Selain itu, Ananda juga tampil solo, membawakan lagunya yang berjudul “Rapsodi Nusantara” no.8 dan 1.

Acara ditutup dengan penampilan musisi tunarungu asal Finlandia, Signmark, yang aslinya bernama Marko Vuoriheimo.

Signmark menyanyikan lagu-lagunya yang berjudul “Everybody Wants to Gamble”, “Talk The Talk”, “Fighting”, “X-Man”, dan “Impossible is My Thing” dalam bahasa isyarat, dibantu oleh dua penyanyi lainnya yang bernyanyi dalam bahasa vokal.

Tanggapan

Perkembangan dunia kesusastraan di Indonesia perlu didukung. Di Indonesia banyak penulis dan sastrawan berbakat, namun mereka tidak dapat mengembangkan dirinya karena mereka kurang dihargai.

Hal itu seperti yang diutarakan Saut Sitomorang, seorang sastrawan dan penulis kawakan asal Tebing Tinggi, yang puisi-puisinya telah diterjemahkan ke dalam beberapa bahasa asing.
“Penghargaan dengan konteks seperti ini harus terus ada, karena seniman itu tidak pernah dibayar negara.” Kata Saut.

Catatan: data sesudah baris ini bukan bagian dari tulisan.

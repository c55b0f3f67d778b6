// Lexer for .acc directive outline files.
//
// Tokenizes the outline language: function declarations/definitions, compute
// regions, loop constructs with their clauses, and function uses.
// Uses the `logos` crate for DFA-based lexing.
//
// Preconditions: input is valid UTF-8.
// Postconditions: returns all tokens with byte-offset spans, plus any lex errors.
// Failure modes: unrecognized characters produce `LexError`; lexing continues.
// Side effects: none.

use logos::Logos;
use std::fmt;

/// Byte-offset span in source text.
#[derive(Debug, Clone, Copy, PartialEq, Eq)]
pub struct Span {
    pub start: usize,
    pub end: usize,
}

/// A lexer error with location.
#[derive(Debug, Clone, PartialEq)]
pub struct LexError {
    pub span: Span,
    pub message: String,
}

/// Result of lexing: tokens plus any errors (non-fatal).
#[derive(Debug)]
pub struct LexResult {
    pub tokens: Vec<(Token, Span)>,
    pub errors: Vec<LexError>,
}

/// Outline token types.
///
/// Keywords and symbols are matched as fixed strings. Identifiers carry no
/// value — use the span to retrieve the text from the source.
#[derive(Logos, Debug, Clone, PartialEq)]
#[logos(skip r"[ \t\r\n]+|//[^\n]*")]
pub enum Token {
    // ── Items and statements ──
    #[token("fn")]
    Fn,
    #[token("routine")]
    Routine,
    #[token("parallel")]
    Parallel,
    #[token("kernels")]
    Kernels,
    #[token("loop")]
    Loop,
    #[token("call")]
    Call,
    #[token("addr")]
    Addr,
    #[token("sizeof")]
    Sizeof,

    // ── Clauses ──
    #[token("gang")]
    Gang,
    #[token("worker")]
    Worker,
    #[token("vector")]
    Vector,
    #[token("seq")]
    Seq,
    #[token("auto")]
    Auto,
    #[token("independent")]
    Independent,
    #[token("num_gangs")]
    NumGangs,
    #[token("num_workers")]
    NumWorkers,
    #[token("vector_length")]
    VectorLength,

    // ── Symbols ──
    #[token("(")]
    LParen,
    #[token(")")]
    RParen,
    #[token("{")]
    LBrace,
    #[token("}")]
    RBrace,
    #[token(";")]
    Semi,
    #[token(":")]
    Colon,

    // ── Literals ──
    /// Unsigned integer literal (resource counts).
    #[regex(r"[0-9]+", parse_int)]
    Int(u32),

    // ── Identifier ──
    //
    // logos prioritises fixed `#[token]` matches over regex for the same
    // length, so `loop` matches Loop, not Ident.
    /// Identifier: `[a-zA-Z_][a-zA-Z0-9_]*`
    #[regex(r"[a-zA-Z_][a-zA-Z0-9_]*")]
    Ident,
}

impl fmt::Display for Token {
    fn fmt(&self, f: &mut fmt::Formatter<'_>) -> fmt::Result {
        match self {
            Token::Fn => write!(f, "fn"),
            Token::Routine => write!(f, "routine"),
            Token::Parallel => write!(f, "parallel"),
            Token::Kernels => write!(f, "kernels"),
            Token::Loop => write!(f, "loop"),
            Token::Call => write!(f, "call"),
            Token::Addr => write!(f, "addr"),
            Token::Sizeof => write!(f, "sizeof"),
            Token::Gang => write!(f, "gang"),
            Token::Worker => write!(f, "worker"),
            Token::Vector => write!(f, "vector"),
            Token::Seq => write!(f, "seq"),
            Token::Auto => write!(f, "auto"),
            Token::Independent => write!(f, "independent"),
            Token::NumGangs => write!(f, "num_gangs"),
            Token::NumWorkers => write!(f, "num_workers"),
            Token::VectorLength => write!(f, "vector_length"),
            Token::LParen => write!(f, "("),
            Token::RParen => write!(f, ")"),
            Token::LBrace => write!(f, "{{"),
            Token::RBrace => write!(f, "}}"),
            Token::Semi => write!(f, ";"),
            Token::Colon => write!(f, ":"),
            Token::Int(v) => write!(f, "{v}"),
            Token::Ident => write!(f, "<ident>"),
        }
    }
}

// ── Callbacks ──

fn parse_int(lex: &mut logos::Lexer<'_, Token>) -> Option<u32> {
    lex.slice().parse().ok()
}

// ── Public API ──

/// Lex an outline source string into tokens.
///
/// Returns all successfully parsed tokens together with any errors for
/// unrecognised characters. Lexing is non-fatal: errors are collected and
/// the lexer continues past bad characters.
pub fn lex(source: &str) -> LexResult {
    let lexer = Token::lexer(source);
    let mut tokens = Vec::new();
    let mut errors = Vec::new();

    for (result, range) in lexer.spanned() {
        let span = Span {
            start: range.start,
            end: range.end,
        };
        match result {
            Ok(token) => tokens.push((token, span)),
            Err(()) => errors.push(LexError {
                span,
                message: format!("unexpected character: {:?}", &source[span.start..span.end]),
            }),
        }
    }

    LexResult { tokens, errors }
}

// ── Tests ──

Hal yang sama diutarakan pula oleh putra Sitor, Gulontam Sitomorang ketika kami wawancara.
“Banyak karya (sastra) yang bagus, masalahnya adalah kebijakan pemerintah (yang kurang) untuk membantu mengangkat karya-karya sastra.” Ujar Gulontam.

 “Pada setiap tingkat pendidikan mulai dari SD sampai seterusnya, apresiasi terhadap karya sastra sangat kurang.

“Bukan salah karyanya, tetapi apresiasi yang sangat kurang, dan sengaja dikurangkan pada era orde baru.”

Kebebasan dan penghargaan, dua hal itulah yang dibutuhkan oleh seorang sastrawan untuk menghasilkan karya-karyanya. Penghargaan tidak harus berupa uang, tetapi juga dapat berupa menikmati dan mengingat karya-karya mereka.

Hargailah karya anak bangsa jika ingin negara ini menjadi negara yang maju budayanya, secara khusus dalam bidang sastra.